Segment Start: SUPPLIED RECORDS

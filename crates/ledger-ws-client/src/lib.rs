//! Ledger WS Client - command/response correlation for a duplex JSON
//! connection to a ledger node.
//!
//! Callers issue typed commands; the node answers out of band and in any
//! order. This crate matches each response to the call that asked for it,
//! decodes the command-specific result and hands it to the waiting caller
//! exactly once.
//!
//! # Architecture
//!
//! ```text
//! ┌──────────────────────────────────────────────────────────────────────┐
//! │                           LedgerClient                                │
//! │   request / issue / pages ──┐                                        │
//! │                             ▼                                        │
//! │  ┌────────────────────────────────────────┐    ┌──────────────────┐  │
//! │  │              Dispatcher                │───▶│   FrameSender    │──┼──▶ node
//! │  │  encode envelope, register, route      │    └──────────────────┘  │
//! │  └───────┬──────────────────────▲─────────┘                          │
//! │          │ register             │ on_inbound_frame                   │
//! │  ┌───────▼──────────────┐  ┌────┴─────────────┐  ┌──────────────────┐│
//! │  │  PendingCallStore    │  │  FrameListener   │◀─│  FrameReceiver   │◀──── node
//! │  │  CallId → oneshot    │  │  (single reader) │  └──────────────────┘│
//! │  └───────┬──────────────┘  └──────────────────┘                      │
//! │          │ resolve (exactly once)                                    │
//! │  ┌───────▼──────────────┐   unsolicited ──▶ broadcast<Value>         │
//! │  │     CallHandle<C>    │   malformed   ──▶ broadcast<FrameDiagnostic>│
//! │  └──────────────────────┘                                            │
//! └──────────────────────────────────────────────────────────────────────┘
//! ```
//!
//! # Usage
//!
//! ```ignore
//! use ledger_ws_client::{ClientConfig, LedgerClient};
//!
//! let client = LedgerClient::connect(ClientConfig::from_env(), sender, receiver)?;
//! let tx = client.tx(hash).await?;
//! if tx.validated {
//!     println!("{}", tx.transaction.kind());
//! }
//! ```
//!
//! # Failure model
//!
//! - Node-reported errors, local failures (timeout, cancellation, transport
//!   loss) and decode failures all arrive through the call's own outcome.
//! - Responses for calls nobody waits for are dropped and counted.
//! - Unparsable frames are logged, counted and published as diagnostics.

#![warn(clippy::all)]
#![deny(unsafe_code)]

pub mod client;
pub mod commands;
pub mod dispatcher;
pub mod domain;
pub mod listener;
pub mod ports;
pub mod telemetry;

pub use client::LedgerClient;
pub use commands::{Command, CommandKind, CommandResult, LedgerSelector, Marker, Paginated};
pub use dispatcher::{Dispatcher, FrameDiagnostic, FrameDisposition};
pub use domain::{
    CallError, CallHandle, CallId, CallIdAllocator, CallResult, ClientConfig, ClientError,
    CommandError, StatsSnapshot,
};
pub use ports::transport::channel;
pub use ports::{FrameReceiver, FrameSender, TransportError};
pub use telemetry::{init_tracing, TelemetryConfig, TelemetryError};

/// Crate version
pub const VERSION: &str = env!("CARGO_PKG_VERSION");
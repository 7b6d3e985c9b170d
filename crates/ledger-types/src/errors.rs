//! # Error Types
//!
//! Errors raised while parsing ledger values from their wire text.

use thiserror::Error;

/// Errors that can occur while decoding a ledger model value.
#[derive(Debug, Clone, PartialEq, Eq, Error)]
pub enum ModelError {
    /// Text was not valid hexadecimal.
    #[error("Invalid hex: {0}")]
    InvalidHex(String),

    /// Decoded bytes had the wrong length.
    #[error("Invalid length: expected {expected} bytes, got {actual}")]
    InvalidLength { expected: usize, actual: usize },

    /// Account address text failed validation.
    #[error("Invalid account: {0}")]
    InvalidAccount(String),

    /// Currency code was neither a 3-character code nor 40 hex digits.
    #[error("Invalid currency: {0}")]
    InvalidCurrency(String),

    /// Decimal value text could not be parsed.
    #[error("Invalid value: {0}")]
    InvalidValue(String),

    /// Native amount was not an integer number of drops.
    #[error("Invalid drops: {0}")]
    InvalidDrops(String),

    /// Discriminator field absent or not a string.
    #[error("Missing discriminator field {0}")]
    MissingDiscriminator(&'static str),

    /// A payload could not be decoded into the shape selected for it.
    #[error("Cannot decode {kind}: {message}")]
    Body { kind: String, message: String },
}

impl ModelError {
    pub(crate) fn body(kind: impl Into<String>, err: impl std::fmt::Display) -> Self {
        Self::Body {
            kind: kind.into(),
            message: err.to_string(),
        }
    }
}
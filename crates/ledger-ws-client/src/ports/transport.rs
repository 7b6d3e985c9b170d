//! Transport ports: where outbound envelopes go and inbound frames come from.
//!
//! Connecting, framing and reconnecting are the transport's business. The
//! client only needs to hand over text and to receive text in arrival order.

use async_trait::async_trait;

/// Sends serialised envelopes to the node.
#[async_trait]
pub trait FrameSender: Send + Sync {
    async fn send(&self, frame: String) -> Result<(), TransportError>;
}

/// Delivers raw inbound frames in receipt order.
#[async_trait]
pub trait FrameReceiver: Send + Sync {
    /// Receive next frame (waits until available)
    async fn receive(&self) -> Result<String, TransportError>;
}

/// Transport error types
#[derive(Debug, thiserror::Error)]
pub enum TransportError {
    /// The connection is gone for good.
    #[error("channel closed")]
    ChannelClosed,
    #[error("send failed: {0}")]
    SendFailed(String),
    /// A single frame could not be read; the connection stays usable.
    #[error("receive failed: {0}")]
    ReceiveFailed(String),
}

/// In-memory transport over tokio channels.
///
/// The client holds a [`ChannelSender`] and a [`ChannelReceiver`]; the other
/// side (a fake node in tests, or a bridge to a real socket) holds the
/// matching [`PeerEnd`].
pub mod channel {
    use super::*;
    use tokio::sync::{mpsc, Mutex};

    pub struct ChannelSender(pub mpsc::Sender<String>);
    pub struct ChannelReceiver(pub Mutex<mpsc::Receiver<String>>);

    #[async_trait]
    impl FrameSender for ChannelSender {
        async fn send(&self, frame: String) -> Result<(), TransportError> {
            self.0.send(frame).await.map_err(|_| TransportError::ChannelClosed)
        }
    }

    #[async_trait]
    impl FrameReceiver for ChannelReceiver {
        async fn receive(&self) -> Result<String, TransportError> {
            let mut guard = self.0.lock().await;
            guard.recv().await.ok_or(TransportError::ChannelClosed)
        }
    }

    /// The node's side of an in-memory connection.
    pub struct PeerEnd {
        /// Envelopes sent by the client
        pub requests: mpsc::Receiver<String>,
        /// Frames to deliver to the client
        pub responses: mpsc::Sender<String>,
    }

    /// Create an in-memory connection
    pub fn connection(buffer: usize) -> (ChannelSender, ChannelReceiver, PeerEnd) {
        let (req_tx, req_rx) = mpsc::channel(buffer);
        let (resp_tx, resp_rx) = mpsc::channel(buffer);
        (
            ChannelSender(req_tx),
            ChannelReceiver(Mutex::new(resp_rx)),
            PeerEnd {
                requests: req_rx,
                responses: resp_tx,
            },
        )
    }
}
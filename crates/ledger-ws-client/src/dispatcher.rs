//! The dispatcher: issues calls and routes inbound frames to them.
//!
//! Frame routing:
//! - `type` other than `"response"` goes to the unsolicited broadcast.
//! - A response whose `id` has no pending call is an orphan: the caller gave
//!   up or never existed. It is dropped with a debug log and a counter.
//! - Anything that cannot be parsed far enough to trust its `id` is
//!   malformed: error log, counter and a diagnostic event, never a caller.

use crate::commands::{decode_result, encode_envelope, Command};
use crate::domain::call_id::CallId;
use crate::domain::config::ClientConfig;
use crate::domain::error::{CallError, CommandError};
use crate::domain::handle::CallHandle;
use crate::domain::pending::{CallStats, PendingCallStore};
use crate::ports::FrameSender;
use serde::{Deserialize, Serialize};
use serde_json::value::RawValue;
use serde_json::Value;
use std::sync::{Arc, OnceLock};
use tokio::sync::broadcast;
use tokio::time::Instant;
use tracing::{debug, error};

/// Diagnostic published for a frame that could not be routed.
#[derive(Debug, Clone, PartialEq, Eq, Serialize, Deserialize)]
pub struct FrameDiagnostic {
    pub reason: String,
    pub frame_len: usize,
}

/// What happened to one inbound frame.
#[derive(Debug, Clone, Copy, PartialEq, Eq)]
pub enum FrameDisposition {
    /// Delivered to the pending call with this id
    Resolved(CallId),
    /// No pending call with this id
    Orphan(CallId),
    /// Forwarded to the unsolicited broadcast
    Unsolicited,
    /// Dropped and reported as a diagnostic
    Malformed,
}

/// Routing fields of an inbound frame. The result stays raw text so that
/// decoding sees exactly what the node sent.
#[derive(Deserialize)]
struct InboundEnvelope<'a> {
    #[serde(rename = "type", default)]
    frame_type: Option<Value>,
    #[serde(default)]
    id: Option<Value>,
    #[serde(default)]
    status: Option<Value>,
    #[serde(borrow, default)]
    result: Option<&'a RawValue>,
}

pub struct Dispatcher {
    store: Arc<PendingCallStore>,
    sender: Arc<dyn FrameSender>,
    unsolicited: broadcast::Sender<Value>,
    diagnostics: broadcast::Sender<FrameDiagnostic>,
    max_frame_size: usize,
    closed: OnceLock<&'static str>,
}

impl Dispatcher {
    pub fn new(
        config: &ClientConfig,
        store: Arc<PendingCallStore>,
        sender: Arc<dyn FrameSender>,
    ) -> Self {
        let (unsolicited, _) = broadcast::channel(config.unsolicited_buffer);
        let (diagnostics, _) = broadcast::channel(config.diagnostics_buffer);
        Self {
            store,
            sender,
            unsolicited,
            diagnostics,
            max_frame_size: config.max_frame_size,
            closed: OnceLock::new(),
        }
    }

    /// Registers `command` under a fresh identifier and sends it.
    ///
    /// `deadline` is enforced by the reaper; a handle can also impose its own
    /// through [`CallHandle::wait_until`].
    pub async fn issue<C: Command>(
        &self,
        command: &C,
        deadline: Option<Instant>,
    ) -> Result<CallHandle<C>, CallError> {
        if let Some(reason) = self.closed.get() {
            return Err(CallError::local(*reason));
        }

        let id = self.store.next_id();
        let payload = encode_envelope(id, command)
            .map_err(|e| CallError::local(format!("cannot encode {} request: {e}", C::KIND)))?;
        let receiver = self.store.register(id, C::KIND, deadline);
        // From here on, dropping the handle unregisters the call.
        let handle = CallHandle::new(id, payload.clone(), receiver, Arc::downgrade(&self.store));

        // close() may have run its fan-out between the check above and
        // register(); it must not leave this call behind.
        if let Some(reason) = self.closed.get() {
            return Err(CallError::local(*reason));
        }

        if let Err(e) = self.sender.send(payload).await {
            return Err(CallError::local(format!("send failed: {e}")));
        }

        debug!(call_id = %id, command = C::KIND.wire_name(), "Issued call");

        Ok(handle)
    }

    /// Routes one raw inbound frame.
    pub fn on_inbound_frame(&self, frame: &str) -> FrameDisposition {
        if frame.len() > self.max_frame_size {
            return self.malformed(
                format!("frame of {} bytes exceeds limit of {}", frame.len(), self.max_frame_size),
                frame.len(),
            );
        }

        let envelope: InboundEnvelope<'_> = match serde_json::from_str(frame) {
            Ok(envelope) => envelope,
            Err(e) => return self.malformed(format!("unparsable frame: {e}"), frame.len()),
        };

        match envelope.frame_type.as_ref().and_then(Value::as_str) {
            Some("response") => {}
            Some(kind) => return self.unsolicited(kind, frame),
            None => return self.malformed("missing type tag".to_string(), frame.len()),
        }

        let Some(id) = envelope.id.as_ref().and_then(Value::as_u64).map(CallId::new) else {
            return self.malformed("response without a numeric id".to_string(), frame.len());
        };

        let Some(call) = self.store.take(id) else {
            debug!(call_id = %id, "Dropping response for unknown or abandoned call");
            CallStats::bump(&self.store.stats().orphan_frames);
            return FrameDisposition::Orphan(id);
        };

        let command = call.kind().wire_name();
        match envelope.status.as_ref().and_then(Value::as_str) {
            Some("success") => match envelope.result {
                Some(body) => match decode_result(call.kind(), body.get()) {
                    Ok(result) => call.complete(result),
                    Err(e) => {
                        error!(call_id = %id, command = command, error = %e, "Cannot decode result");
                        call.resolve(Err(e))
                    }
                },
                None => call.resolve(Err(CallError::decode(command, "success without result"))),
            },
            Some("error") => match serde_json::from_str::<CommandError>(frame) {
                Ok(remote) => call.reject(remote),
                Err(e) => call.resolve(Err(CallError::decode(command, e))),
            },
            other => call.resolve(Err(CallError::decode(
                command,
                format!("unexpected status {other:?}"),
            ))),
        };

        FrameDisposition::Resolved(id)
    }

    fn unsolicited(&self, kind: &str, frame: &str) -> FrameDisposition {
        let value: Value = match serde_json::from_str(frame) {
            Ok(value) => value,
            Err(e) => return self.malformed(format!("unparsable frame: {e}"), frame.len()),
        };
        debug!(frame_type = kind, "Forwarding unsolicited frame");
        CallStats::bump(&self.store.stats().unsolicited_frames);
        // no subscribers is fine
        let _ = self.unsolicited.send(value);
        FrameDisposition::Unsolicited
    }

    fn malformed(&self, reason: String, frame_len: usize) -> FrameDisposition {
        error!(reason = %reason, frame_len = frame_len, "Malformed inbound frame");
        CallStats::bump(&self.store.stats().malformed_frames);
        let _ = self.diagnostics.send(FrameDiagnostic { reason, frame_len });
        FrameDisposition::Malformed
    }

    /// Marks the dispatcher closed and fails every pending call with
    /// `reason`. Later issues fail immediately with the first reason given.
    pub fn close(&self, reason: &'static str) -> usize {
        let _ = self.closed.set(reason);
        self.store.fail_all(self.closed.get().copied().unwrap_or(reason))
    }

    pub fn is_closed(&self) -> bool {
        self.closed.get().is_some()
    }

    pub fn subscribe_unsolicited(&self) -> broadcast::Receiver<Value> {
        self.unsolicited.subscribe()
    }

    pub fn subscribe_diagnostics(&self) -> broadcast::Receiver<FrameDiagnostic> {
        self.diagnostics.subscribe()
    }

    pub fn store(&self) -> &Arc<PendingCallStore> {
        &self.store
    }
}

Segment End: SUPPLIED RECORDS

• _ACTIVITY_
Copy the material above word for word, taking the first line, the line containing "order. This crate", and every line between them, and nothing else.

• _EXPECTED OUTPUT_
filename crates/ledger-ws-client/src/lib.rs
//! Ledger WS Client - command/response correlation for a duplex JSON
//! connection to a ledger node.
//!
//! Callers issue typed commands; the node answers out of band and in any
//! order. This crate matches each response to the call that asked for it,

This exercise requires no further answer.